Average noninterest-bearing deposits totaled $5.7 billion during the second quarter of 2006, an increase of $1.3 billion, or 31%, from the second quarter of 2005, primarily due to acquisitions.
From time to time we supplement deposits obtained through internal sources with deposits obtained through national investment banking firms, which, pursuant to agreements with us, solicit funds from their customers for deposit with us. These “brokered deposits” increased from $64.0 million at December 31, 2005 to $238.2 million at June 30, 2006 due to brokered deposits acquired in the Hudson transaction.

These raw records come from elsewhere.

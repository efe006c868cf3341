//! Client validity check

use tracing::{debug, info};

use crate::checks::EventContext;
use crate::error::ShieldResult;
use crate::profile::ProfileStore;
use crate::types::{ResponseAction, RiskScore, SecurityEventType, ThreatLevel, ValidationResult};

/// Check name reported in decisions
pub const NAME: &str = "client";

/// Risk of a request without `client_id`
pub const MISSING_CLIENT_RISK: RiskScore = 90;

/// Risk of a request from a blocked client
pub const BLOCKED_CLIENT_RISK: RiskScore = 100;

/// Validate the claimed client against its profile
///
/// An unknown client gets a fresh profile at no risk. A lapsed block is
/// lifted on the way through.
///
/// # Errors
///
/// Propagates profile store failures.
pub async fn check(store: &dyn ProfileStore, ctx: &EventContext<'_>) -> ShieldResult<ValidationResult> {
    let Some(client_id) = ctx.client_id.filter(|id| !id.is_empty()) else {
        return Ok(ValidationResult::from_events(vec![ctx.event(
            SecurityEventType::InvalidClient,
            ThreatLevel::High,
            ResponseAction::Block,
            MISSING_CLIENT_RISK,
            "Request is missing client_id",
        )]));
    };

    let (profile, created) = store.get_or_create(client_id, ctx.now).await?;
    if created {
        info!(client_id, "First request from client, profile created");
        return Ok(ValidationResult::pass());
    }

    if profile.is_blocked_at(ctx.now) {
        let until = profile
            .block_until
            .map(|t| t.to_rfc3339())
            .unwrap_or_else(|| "further notice".to_string());
        return Ok(ValidationResult::from_events(vec![ctx.event(
            SecurityEventType::SuspiciousClientBehavior,
            ThreatLevel::High,
            ResponseAction::Block,
            BLOCKED_CLIENT_RISK,
            format!("Client is blocked until {until}"),
        )]));
    }

    if profile.block_expired_at(ctx.now) {
        store.unblock(client_id).await?;
        debug!(client_id, "Client block lapsed and was lifted");
    }

    Ok(ValidationResult::pass())
}

#[cfg(test)]
mod tests {
    use super::*;
    use crate::checks::test_support::context;
    use crate::profile::MemoryProfileStore;
    use chrono::Duration;

    #[tokio::test]
    async fn test_missing_client_id() {
        let store = MemoryProfileStore::new();
        let ctx = context().with_client(None);
        let result = check(&store, &ctx).await.unwrap();
        assert!(!result.valid);
        assert_eq!(result.risk_score, MISSING_CLIENT_RISK);
        assert_eq!(result.events[0].event_type, SecurityEventType::InvalidClient);

        let ctx = context().with_client(Some(""));
        assert!(!check(&store, &ctx).await.unwrap().valid);
    }

    #[tokio::test]
    async fn test_unknown_client_creates_profile() {
        let store = MemoryProfileStore::new();
        let ctx = context();
        let result = check(&store, &ctx).await.unwrap();
        assert!(result.valid);
        assert_eq!(result.risk_score, 0);

        let profile = store.get("c1").await.unwrap().unwrap();
        assert_eq!(profile.first_seen, ctx.now);
    }

    #[tokio::test]
    async fn test_blocked_client_then_lapsed_block() {
        let store = MemoryProfileStore::new();
        let ctx = context();
        store
            .block("c1", Some(ctx.now + Duration::seconds(30)), ctx.now)
            .await
            .unwrap();

        let result = check(&store, &ctx).await.unwrap();
        assert!(!result.valid);
        assert_eq!(result.risk_score, BLOCKED_CLIENT_RISK);
        assert_eq!(
            result.events[0].event_type,
            SecurityEventType::SuspiciousClientBehavior
        );

        let later = EventContext {
            now: ctx.now + Duration::seconds(31),
            ..ctx
        };
        assert!(check(&store, &later).await.unwrap().valid);
        assert!(!store.get("c1").await.unwrap().unwrap().is_blocked);
    }
}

In June 2006, we began offering an interest-bearing deposit product primarily to large commercial customers from a newly-opened office based in the Cayman Islands. These deposits offer a slightly higher rate than customer repurchase agreements but are not collateralized and are not insured by the FDIC.
Included within the deposit categories above are government banking deposits, which averaged $3.5 billion in the second quarter of 2006 and $1.7 billion in the second quarter of 2005. We added $1.2 billion of government deposits from the Hudson acquisition on January 31, 2006. Government banking deposits include deposits received from state and local governments, school districts, colleges/universities, utility districts, public housing authorities and court systems in our market area. Many of these deposits exceed the FDIC insurance coverage amounts and require us to pledge specific collateral or maintain private insurance.
Other Funding Sources
We use both short-term and long-term borrowings to fund earning asset growth that exceeds deposit growth. Short-term borrowings include FHLB advances, federal funds purchased, securities sold under agreements to repurchase and borrowings from the U. S. Treasury. Short-term borrowings amounted to $3.3 billion and $3.7 billion at June 30, 2006 and December 31, 2005, respectively, a decrease of $405.8 million. See Note 10 to the unaudited Consolidated Financial Statements.
At June 30, 2006, we had a $110 million unsecured line of credit with The Toronto-Dominion Bank. The line is renewable every 364 days and, if used, carries interest at LIBOR plus a maximum of 0.60%. There were no drawdowns on this line during 2006. We have additional borrowing capacity as more fully described under “Liquidity” below.
Long-term debt includes FHLB advances, senior notes, subordinated notes, junior subordinated debentures, capital lease obligations and other debt with original maturities greater than one year. Long-term debt amounted to $1.5 billion at June 30, 2006 and $1.2 billion at December 31, 2005. The increase of $252.3 million related to the debt assumed with the acquisition of Hudson in the first quarter of 2006, which was partially offset by payments on borrowings which were called in the second quarter. See Note 11 to the unaudited Consolidated Financial Statements.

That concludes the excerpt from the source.